Vulnerabilities in the TPM 2.0 reference implementation code

Trusted Platform Module (TPM) is a standard for a secure cryptoprocessor. TPMs come in different flavors: there are discrete chips, integrated TPMs, firmware-based TPMs, and virtual TPMs. They provide a number of cryptographic features, such as generation and secure storage of cryptographic keys, symmetric and asymmetric encryption/decryption, digital signature generation/verification, and random number generation. Typical use cases include attestation of the boot process integrity, storage of disk encryption keys, and digital rights management.

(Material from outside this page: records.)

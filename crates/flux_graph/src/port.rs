// SPDX-License-Identifier: MIT OR Apache-2.0
//! Port definitions for node inputs/outputs.

use crate::connection::ConnectionId;
use crate::node::NodeId;
use crate::types::ValueType;
use serde::{Deserialize, Serialize};
use uuid::Uuid;

/// Unique identifier for a port
#[derive(Debug, Clone, Copy, PartialEq, Eq, Hash, Serialize, Deserialize)]
pub struct PortId(pub Uuid);

impl PortId {
    /// Create a new random port ID
    pub fn new() -> Self {
        Self(Uuid::new_v4())
    }
}

impl Default for PortId {
    fn default() -> Self {
        Self::new()
    }
}

/// Port direction
#[derive(Debug, Clone, Copy, PartialEq, Eq, Serialize, Deserialize)]
pub enum PortDirection {
    /// Input port
    Input,
    /// Output port
    Output,
}

/// Declaration of a port before its node exists
#[derive(Debug, Clone, PartialEq)]
pub struct PortSpec {
    /// Port name (may be empty)
    pub name: String,
    /// Declared type
    pub value_type: ValueType,
}

impl PortSpec {
    /// Create a named port declaration
    pub fn new(name: impl Into<String>, value_type: ValueType) -> Self {
        Self {
            name: name.into(),
            value_type,
        }
    }

    /// Create an unnamed port declaration
    pub fn unnamed(value_type: ValueType) -> Self {
        Self::new(String::new(), value_type)
    }
}

/// A port on a node
#[derive(Debug, Clone)]
pub struct Port {
    /// Unique port ID
    pub id: PortId,
    /// Owning node
    pub node: NodeId,
    /// Port name
    pub name: String,
    /// Port direction
    pub direction: PortDirection,
    /// Current (possibly unified) type
    pub value_type: ValueType,
    /// Attached connections in creation order
    pub(crate) connections: Vec<ConnectionId>,
}

impl Port {
    pub(crate) fn new(node: NodeId, direction: PortDirection, spec: PortSpec) -> Self {
        Self {
            id: PortId::new(),
            node,
            name: spec.name,
            direction,
            value_type: spec.value_type,
            connections: Vec::new(),
        }
    }

    /// Connections attached to this port, oldest first
    pub fn connections(&self) -> &[ConnectionId] {
        &self.connections
    }

    /// Whether any connection is attached
    pub fn is_connected(&self) -> bool {
        !self.connections.is_empty()
    }

    /// Whether this is an input port
    pub fn is_input(&self) -> bool {
        self.direction == PortDirection::Input
    }

    pub(crate) fn attach(&mut self, connection: ConnectionId) {
        self.connections.push(connection);
    }

    /// Detach a connection, returning whether it was attached
    pub(crate) fn detach(&mut self, connection: ConnectionId) -> bool {
        match self.connections.iter().position(|c| *c == connection) {
            Some(index) => {
                self.connections.remove(index);
                true
            }
            None => false,
        }
    }
}
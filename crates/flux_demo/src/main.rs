// SPDX-License-Identifier: MIT OR Apache-2.0
//! Flux demo - builds sample programs and prints their Go source.
//!
//! ```text
//! flux_demo [--settings codegen.ron] [--sample branch] [--layout-steps 30]
//! ```

use clap::{Parser, ValueEnum};
use flux_graph::layout;
use flux_graph::{
    Bindings, BlockId, CodegenSettings, Emitter, GraphError, LiteralValue, NodeId, NodeKind,
    PortId, PortSpec, Program, SettingsError, ValueType,
};
use std::path::PathBuf;
use tracing_subscriber::layer::SubscriberExt;
use tracing_subscriber::util::SubscriberInitExt;

/// Sample program to build
#[derive(Debug, Clone, Copy, PartialEq, Eq, ValueEnum)]
enum Sample {
    /// `a()` feeding `b(x)`
    Chain,
    /// A value shared by both arms of an `if`
    Branch,
    /// `len` unified from a slice producer
    Len,
    /// A value produced inside an `if` and used after it
    Escape,
    /// Every sample
    All,
}

#[derive(Parser, Debug)]
#[command(version, about, long_about = None)]
struct Cli {
    /// Path to a RON codegen settings file
    #[arg(short, long)]
    settings: Option<PathBuf>,

    /// Which sample to print
    #[arg(long, value_enum, default_value = "all")]
    sample: Sample,

    /// Layout steps to run on each sample before printing positions
    #[arg(long, default_value_t = 0)]
    layout_steps: usize,
}

#[derive(Debug, thiserror::Error)]
enum DemoError {
    #[error(transparent)]
    Graph(#[from] GraphError),

    #[error(transparent)]
    Settings(#[from] SettingsError),

    #[error(transparent)]
    Codegen(#[from] flux_graph::CodegenError),

    #[error("Branch node has no nested blocks")]
    MissingArms,
}

fn output(program: &Program, node: NodeId, index: usize) -> Result<PortId, GraphError> {
    program
        .node(node)
        .and_then(|n| n.output(index))
        .map(|p| p.id)
        .ok_or(GraphError::NodeNotFound(node))
}

fn input(program: &Program, node: NodeId, index: usize) -> Result<PortId, GraphError> {
    program
        .node(node)
        .and_then(|n| n.input(index))
        .map(|p| p.id)
        .ok_or(GraphError::NodeNotFound(node))
}

fn wire(program: &mut Program, from: NodeId, to: NodeId, index: usize) -> Result<(), GraphError> {
    let (source, destination) = (output(program, from, 0)?, input(program, to, index)?);
    program.connect(source, destination)?;
    Ok(())
}

fn arms(program: &Program, branch: NodeId) -> Result<(BlockId, BlockId), DemoError> {
    match program.node(branch).map(|n| &n.kind) {
        Some(NodeKind::Branch {
            true_block,
            false_block,
        }) => Ok((*true_block, *false_block)),
        _ => Err(DemoError::MissingArms),
    }
}

fn int_port() -> Vec<PortSpec> {
    vec![PortSpec::unnamed(ValueType::int())]
}

fn build_chain() -> Result<Program, DemoError> {
    let mut program = Program::new();
    let root = program.root();
    let a = program.add_call(root, "a", Vec::new(), int_port())?;
    let b = program.add_call(root, "b", int_port(), Vec::new())?;
    wire(&mut program, a, b, 0)?;
    Ok(program)
}

fn build_branch() -> Result<Program, DemoError> {
    let mut program = Program::new();
    let root = program.root();
    let cond = program.add_literal(root, LiteralValue::Bool(true))?;
    let p = program.add_call(root, "p", Vec::new(), int_port())?;
    let branch = program.add_branch(root)?;
    let (yes, no) = arms(&program, branch)?;
    let c = program.add_call(yes, "c", int_port(), Vec::new())?;
    let d = program.add_call(no, "d", int_port(), Vec::new())?;
    wire(&mut program, cond, branch, 0)?;
    wire(&mut program, p, c, 0)?;
    wire(&mut program, p, d, 0)?;
    Ok(program)
}

fn build_len() -> Result<Program, DemoError> {
    let mut program = Program::new();
    let root = program.root();
    let ints = ValueType::slice(ValueType::int());
    let make = program.add_make(root, Some(ints))?;
    let size = program.add_literal(root, LiteralValue::Int(4))?;
    let len = program.add_len(root)?;
    let print = program.add_call(root, "println", int_port(), Vec::new())?;
    wire(&mut program, size, make, 0)?;
    wire(&mut program, make, len, 0)?;
    wire(&mut program, len, print, 0)?;
    Ok(program)
}

fn build_escape() -> Result<Program, DemoError> {
    let mut program = Program::new();
    let root = program.root();
    let cond = program.add_call(root, "ready", Vec::new(), vec![PortSpec::unnamed(ValueType::bool())])?;
    let branch = program.add_branch(root)?;
    let (yes, _) = arms(&program, branch)?;
    let produce = program.add_call(yes, "produce", Vec::new(), int_port())?;
    let consume = program.add_call(root, "consume", int_port(), Vec::new())?;
    wire(&mut program, cond, branch, 0)?;
    wire(&mut program, produce, consume, 0)?;
    Ok(program)
}

fn print_layout(program: Program, steps: usize) -> Result<(), DemoError> {
    let root = program.root();
    let shared = layout::share(program);
    for _ in 0..steps {
        layout::reform_step(&shared, root, layout::REFORM_INTERVAL.as_secs_f32())?;
    }
    let program = shared.read();
    for node in program.nodes().filter(|n| n.block == root) {
        println!(
            "// {:<10} at ({:.1}, {:.1})",
            node.kind.label(),
            node.position[0],
            node.position[1]
        );
    }
    Ok(())
}

fn run(cli: &Cli) -> Result<(), DemoError> {
    let settings = match &cli.settings {
        Some(path) => CodegenSettings::load(path)?,
        None => CodegenSettings::default(),
    };

    let samples: [(Sample, fn() -> Result<Program, DemoError>); 4] = [
        (Sample::Chain, build_chain),
        (Sample::Branch, build_branch),
        (Sample::Len, build_len),
        (Sample::Escape, build_escape),
    ];

    for (sample, build) in samples {
        if cli.sample != Sample::All && cli.sample != sample {
            continue;
        }
        let program = build()?;
        let code = Emitter::new(&program)
            .with_settings(settings.clone())
            .code(program.root(), 0, &Bindings::new())?;
        tracing::debug!("Generated {:?} sample with {} nodes", sample, program.node_count());

        println!("// {:?}", sample);
        print!("{code}");
        if cli.layout_steps > 0 {
            print_layout(program, cli.layout_steps)?;
        }
        println!();
    }
    Ok(())
}

fn main() {
    let cli = Cli::parse();

    let env_filter = tracing_subscriber::EnvFilter::try_from_default_env()
        .unwrap_or_else(|_| tracing_subscriber::EnvFilter::new("flux_demo=info,flux_graph=info"));

    tracing_subscriber::registry()
        .with(env_filter)
        .with(tracing_subscriber::fmt::layer().with_writer(std::io::stderr))
        .init();

    tracing::info!("Starting Flux demo v{}", env!("CARGO_PKG_VERSION"));

    if let Err(e) = run(&cli) {
        tracing::error!("Demo failed: {e}");
        std::process::exit(1);
    }
}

Notably, Windows 11 added the need for a TPM 2.0 as an installation requirement, which means that virtualization software that intend to support Windows 11 as a guest operating system must provide a virtual TPM. Indeed, nowadays VMware, Microsoft Hyper-V, VirtualBox, Qemu and Parallels Desktop provide such a piece of virtual hardware. On top of that, all the major cloud computing providers (Amazon AWS, Microsoft Azure, Google Cloud, Oracle Cloud Infrastructure) offer instances with virtual TPMs.

The Trusted Computing Group (TCG), a nonprofit organization, is in charge of publishing and maintaining the TPM standard. As such, they provide a reference implementation of the TPM 2.0 specification. While auditing this reference implementation code, we discovered two vulnerabilities in the handling of encrypted parameters: an out-of-bounds write and an out-of-bounds read, which were assigned CVE-2023-1017 and CVE-2023-1018, respectively. Given that the bugs originate from the reference implementation, these two vulnerabilities propagated across multiple code bases and ended up affecting a wide range of vendors, from chip manufacturers to virtualization solutions and cloud computing providers.

We’ll start this presentation by discussing how TPMs work, implementation details of the different virtual TPMs, and the internals of the protocol used to send TPM 2.0 commands. Then we’ll go over the specifics of the two vulnerabilities we discovered, covering the affected products as well as the possibilities for exploitation. Finally, we’ll conclude the talk with some highlights of the complex, industry-wide disclosure process we conducted, in which numerous parties were involved.

This talk proposal is about two vulnerabilities (CVE-2023-1017 and CVE-2023-1018) that I recently disclosed in the TPM 2.0 reference implementation code, which ended up affecting the firmware of hardware TPMs and virtual TPMs equally. See the abstract for more details.